Look through the listing below, find every line with the string "must", and copy it.

---- EXTRACTED RECORDS

use rust_decimal::Decimal;
use serde::{Deserialize, Serialize};
use std::collections::BTreeMap;

use crate::CatalogError;

/// Largest base, weight or amount a rule may declare
pub const MAX_AMOUNT: Decimal = Decimal::from_parts(1_000_000_000, 0, 0, false, 0);

/// Named pricing categories of the marketplace
#[derive(Debug, Clone, Copy, Serialize, Deserialize, PartialEq, Eq, Hash, PartialOrd, Ord)]
#[serde(rename_all = "snake_case")]
pub enum PricingTier {
    Individual,
    Bundle,
    Vault,
    Subscription,
    Enterprise,
}

impl PricingTier {
    pub const ALL: [PricingTier; 5] = [
        PricingTier::Individual,
        PricingTier::Bundle,
        PricingTier::Vault,
        PricingTier::Subscription,
        PricingTier::Enterprise,
    ];

    pub fn as_str(&self) -> &'static str {
        match self {
            PricingTier::Individual => "individual",
            PricingTier::Bundle => "bundle",
            PricingTier::Vault => "vault",
            PricingTier::Subscription => "subscription",
            PricingTier::Enterprise => "enterprise",
        }
    }
}

impl std::fmt::Display for PricingTier {
    fn fmt(&self, f: &mut std::fmt::Formatter<'_>) -> std::fmt::Result {
        f.write_str(self.as_str())
    }
}

/// Input to a price rule: the item id (when pricing a per-item entry) and the
/// entry's key label
#[derive(Debug, Clone, Copy)]
pub struct PriceInput<'a> {
    pub id: Option<i64>,
    pub key: &'a str,
}

impl<'a> PriceInput<'a> {
    pub fn item(id: i64, category: &'a str) -> Self {
        Self { id: Some(id), key: category }
    }

    pub fn keyed(key: &'a str) -> Self {
        Self { id: None, key }
    }
}

/// How a tier's price varies with its input
#[derive(Debug, Clone, Serialize, Deserialize, PartialEq)]
#[serde(tag = "kind", rename_all = "snake_case")]
pub enum PriceRule {
    /// Same amount for every input
    Fixed { amount: Decimal },
    /// `base + (id mod spread)`; entries without an id pay `base`
    Modulo { base: Decimal, spread: u32 },
    /// `base + weight * len(key)`, length counted in characters
    Weighted { base: Decimal, weight: Decimal },
    /// Lookup by key with a fallback amount
    Keyed {
        amounts: BTreeMap<String, Decimal>,
        fallback: Decimal,
    },
}

impl PriceRule {
    /// Evaluate the rule. Pure, and never below zero.
    pub fn evaluate(&self, input: &PriceInput<'_>) -> Decimal {
        let raw = match self {
            PriceRule::Fixed { amount } => *amount,
            PriceRule::Modulo { base, spread } => {
                let offset = input
                    .id
                    .map(|id| id.rem_euclid(i64::from((*spread).max(1))))
                    .unwrap_or(0);
                base.checked_add(Decimal::from(offset)).unwrap_or(Decimal::MAX)
            }
            PriceRule::Weighted { base, weight } => {
                let chars = Decimal::from(input.key.chars().count() as u64);
                weight
                    .checked_mul(chars)
                    .and_then(|scaled| base.checked_add(scaled))
                    .unwrap_or(Decimal::MAX)
            }
            PriceRule::Keyed { amounts, fallback } => {
                amounts.get(input.key).copied().unwrap_or(*fallback)
            }
        };
        raw.max(Decimal::ZERO)
    }

    fn validate(&self, tier: PricingTier) -> Result<(), CatalogError> {
        let invalid = |reason: String| CatalogError::InvalidPricingRule { tier, reason };

        if let Some(value) = self.declared_values().find(|v| **v > MAX_AMOUNT) {
            return Err(invalid(format!("{} exceeds the maximum of {}", value, MAX_AMOUNT)));
        }

        match self {
            PriceRule::Fixed { amount } if amount.is_sign_negative() => {
                Err(invalid(format!("fixed amount {} is negative", amount)))
            }
            PriceRule::Modulo { spread: 0, .. } => Err(invalid("modulo spread must be at least 1".into())),
            PriceRule::Modulo { base, .. } if base.is_sign_negative() => {
                Err(invalid(format!("base {} is negative", base)))
            }
            PriceRule::Weighted { base, weight } if base.is_sign_negative() || weight.is_sign_negative() => {
                Err(invalid(format!("base {} / weight {} must not be negative", base, weight)))
            }
            PriceRule::Keyed { amounts, fallback } => {
                if fallback.is_sign_negative() {
                    return Err(invalid(format!("fallback {} is negative", fallback)));
                }
                match amounts.iter().find(|(_, amount)| amount.is_sign_negative()) {
                    Some((key, amount)) => Err(invalid(format!("amount {} for '{}' is negative", amount, key))),
                    None => Ok(()),
                }
            }
            _ => Ok(()),
        }
    }

    fn declared_values(&self) -> Box<dyn Iterator<Item = &Decimal> + '_> {
        match self {
            PriceRule::Fixed { amount } => Box::new(std::iter::once(amount)),
            PriceRule::Modulo { base, .. } => Box::new(std::iter::once(base)),
            PriceRule::Weighted { base, weight } => Box::new([base, weight].into_iter()),
            PriceRule::Keyed { amounts, fallback } => Box::new(amounts.values().chain(std::iter::once(fallback))),
        }
    }
}

/// Price rule plus the marketplace commission taken on each sale
#[derive(Debug, Clone, Serialize, Deserialize, PartialEq)]
pub struct TierPricing {
    pub rule: PriceRule,
    #[serde(default)]
    pub commission: Decimal,
}

#[derive(Debug, Clone, Serialize, Deserialize, PartialEq)]
pub struct PricingConfig {
    /// ISO currency code handed to the provisioner
    pub currency: String,
    pub individual: TierPricing,
    pub bundle: TierPricing,
    pub vault: TierPricing,
    pub subscription: TierPricing,
    pub enterprise: TierPricing,
}

impl Default for PricingConfig {
    fn default() -> Self {
        let keyed = |pairs: &[(&str, i64)], fallback: i64| PriceRule::Keyed {
            amounts: pairs
                .iter()
                .map(|(key, amount)| (key.to_string(), Decimal::from(*amount)))
                .collect(),
            fallback: Decimal::from(fallback),
        };

        Self {
            currency: "usd".to_string(),
            individual: TierPricing {
                rule: PriceRule::Modulo { base: Decimal::from(25), spread: 25 },
                commission: Decimal::new(10, 2),
            },
            bundle: TierPricing {
                rule: PriceRule::Weighted { base: Decimal::from(199), weight: Decimal::from(10) },
                commission: Decimal::new(15, 2),
            },
            vault: TierPricing {
                rule: PriceRule::Fixed { amount: Decimal::from(997) },
                commission: Decimal::new(20, 2),
            },
            subscription: TierPricing {
                rule: keyed(&[("monthly", 47), ("annual", 470)], 47),
                commission: Decimal::new(30, 2),
            },
            enterprise: TierPricing {
                rule: keyed(&[("starter", 1997), ("growth", 2997), ("enterprise", 4997)], 1997),
                commission: Decimal::new(25, 2),
            },
        }
    }
}

impl PricingConfig {
    pub fn tier(&self, tier: PricingTier) -> &TierPricing {
        match tier {
            PricingTier::Individual => &self.individual,
            PricingTier::Bundle => &self.bundle,
            PricingTier::Vault => &self.vault,
            PricingTier::Subscription => &self.subscription,
            PricingTier::Enterprise => &self.enterprise,
        }
    }
}

/// Deterministic catalog pricing
#[derive(Debug, Clone)]
pub struct PricingEngine {
    config: PricingConfig,
}

impl PricingEngine {
    /// Validate every tier rule up front
    pub fn new(config: PricingConfig) -> Result<Self, CatalogError> {
        if config.currency.trim().is_empty() {
            return Err(CatalogError::InvalidOptions("currency must not be empty".into()));
        }
        for tier in PricingTier::ALL {
            let pricing = config.tier(tier);
            pricing.rule.validate(tier)?;
            if pricing.commission.is_sign_negative() || pricing.commission > Decimal::ONE {
                return Err(CatalogError::InvalidPricingRule {
                    tier,
                    reason: format!("commission {} is outside [0, 1]", pricing.commission),
                });
            }
        }
        Ok(Self { config })
    }

    pub fn config(&self) -> &PricingConfig {
        &self.config
    }

    pub fn currency(&self) -> &str {
        &self.config.currency
    }

    /// Price of one entry of `tier`
    pub fn price(&self, tier: PricingTier, input: &PriceInput<'_>) -> Decimal {
        self.config.tier(tier).rule.evaluate(input)
    }

    /// Marketplace share of a sale at `amount`, rounded to cents
    pub fn commission(&self, tier: PricingTier, amount: Decimal) -> Decimal {
        amount
            .checked_mul(self.config.tier(tier).commission)
            .unwrap_or(Decimal::MAX)
            .round_dp(2)
    }
}

impl Default for PricingEngine {
    fn default() -> Self {
        Self {
            config: PricingConfig::default(),
        }
    }
}

#[cfg(test)]
mod tests {
    use super::*;

    #[test]
    fn test_individual_price_varies_with_id() {
        let engine = PricingEngine::default();

        assert_eq!(engine.price(PricingTier::Individual, &PriceInput::item(1, "A")), Decimal::from(26));
        assert_eq!(engine.price(PricingTier::Individual, &PriceInput::item(25, "A")), Decimal::from(25));
        assert_eq!(engine.price(PricingTier::Individual, &PriceInput::item(49, "A")), Decimal::from(49));
    }

    #[test]
    fn test_prices_are_deterministic_and_non_negative() {
        let engine = PricingEngine::default();

        for id in [-500, -1, 0, 1, 7, 487, i64::MAX] {
            for tier in PricingTier::ALL {
                let input = PriceInput::item(id, "Financial Services");
                let first = engine.price(tier, &input);
                let second = engine.price(tier, &input);
                assert_eq!(first, second);
                assert!(first >= Decimal::ZERO);
            }
        }
    }

    #[test]
    fn test_vault_is_fixed() {
        let engine = PricingEngine::default();

        for id in 1..=50 {
            assert_eq!(engine.price(PricingTier::Vault, &PriceInput::item(id, "any")), Decimal::from(997));
        }
        assert_eq!(engine.price(PricingTier::Vault, &PriceInput::keyed("vault")), Decimal::from(997));
    }

    #[test]
    fn test_bundle_weighted_by_label_length() {
        let engine = PricingEngine::default();

        // 18 characters
        let price = engine.price(PricingTier::Bundle, &PriceInput::keyed("Financial Services"));
        assert_eq!(price, Decimal::from(199 + 180));
    }

    #[test]
    fn test_keyed_rules() {
        let engine = PricingEngine::default();

        assert_eq!(engine.price(PricingTier::Subscription, &PriceInput::keyed("annual")), Decimal::from(470));
        assert_eq!(engine.price(PricingTier::Subscription, &PriceInput::keyed("weekly")), Decimal::from(47));
        assert_eq!(engine.price(PricingTier::Enterprise, &PriceInput::keyed("growth")), Decimal::from(2997));
    }

    #[test]
    fn test_commission() {
        let engine = PricingEngine::default();

        assert_eq!(engine.commission(PricingTier::Vault, Decimal::from(997)), Decimal::new(19940, 2));
        assert_eq!(engine.commission(PricingTier::Individual, Decimal::from(33)), Decimal::new(330, 2));
    }

    #[test]
    fn test_rejects_invalid_rules() {
        let mut config = PricingConfig::default();
        config.individual.rule = PriceRule::Modulo { base: Decimal::from(25), spread: 0 };
        assert!(matches!(
            PricingEngine::new(config),
            Err(CatalogError::InvalidPricingRule { tier: PricingTier::Individual, .. })
        ));

        let mut config = PricingConfig::default();
        config.vault.rule = PriceRule::Fixed { amount: Decimal::from(-1) };
        assert!(PricingEngine::new(config).is_err());

        let mut config = PricingConfig::default();
        config.bundle.commission = Decimal::from(2);
        assert!(matches!(
            PricingEngine::new(config),
            Err(CatalogError::InvalidPricingRule { tier: PricingTier::Bundle, .. })
        ));
    }

    #[test]
    fn test_rejects_amounts_above_maximum() {
        let mut config = PricingConfig::default();
        config.bundle.rule = PriceRule::Weighted { base: Decimal::from(199), weight: Decimal::MAX };
        assert!(matches!(
            PricingEngine::new(config),
            Err(CatalogError::InvalidPricingRule { tier: PricingTier::Bundle, .. })
        ));

        let mut config = PricingConfig::default();
        config.enterprise.rule = PriceRule::Keyed {
            amounts: BTreeMap::from([("starter".to_string(), MAX_AMOUNT + Decimal::ONE)]),
            fallback: Decimal::from(1997),
        };
        assert!(PricingEngine::new(config).is_err());

        let mut config = PricingConfig::default();
        config.vault.rule = PriceRule::Fixed { amount: MAX_AMOUNT };
        assert!(PricingEngine::new(config).is_ok());
    }

    #[test]
    fn test_evaluate_saturates_instead_of_overflowing() {
        let weighted = PriceRule::Weighted { base: Decimal::from(199), weight: Decimal::MAX };
        assert_eq!(weighted.evaluate(&PriceInput::keyed("Financial Services")), Decimal::MAX);

        let modulo = PriceRule::Modulo { base: Decimal::MAX, spread: 25 };
        assert_eq!(modulo.evaluate(&PriceInput::item(24, "A")), Decimal::MAX);
    }
}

--------

**ANSWER SPACE**
            PriceRule::Modulo { spread: 0, .. } => Err(invalid("modulo spread must be at least 1".into())),
                Err(invalid(format!("base {} / weight {} must not be negative", base, weight)))
            return Err(CatalogError::InvalidOptions("currency must not be empty".into()));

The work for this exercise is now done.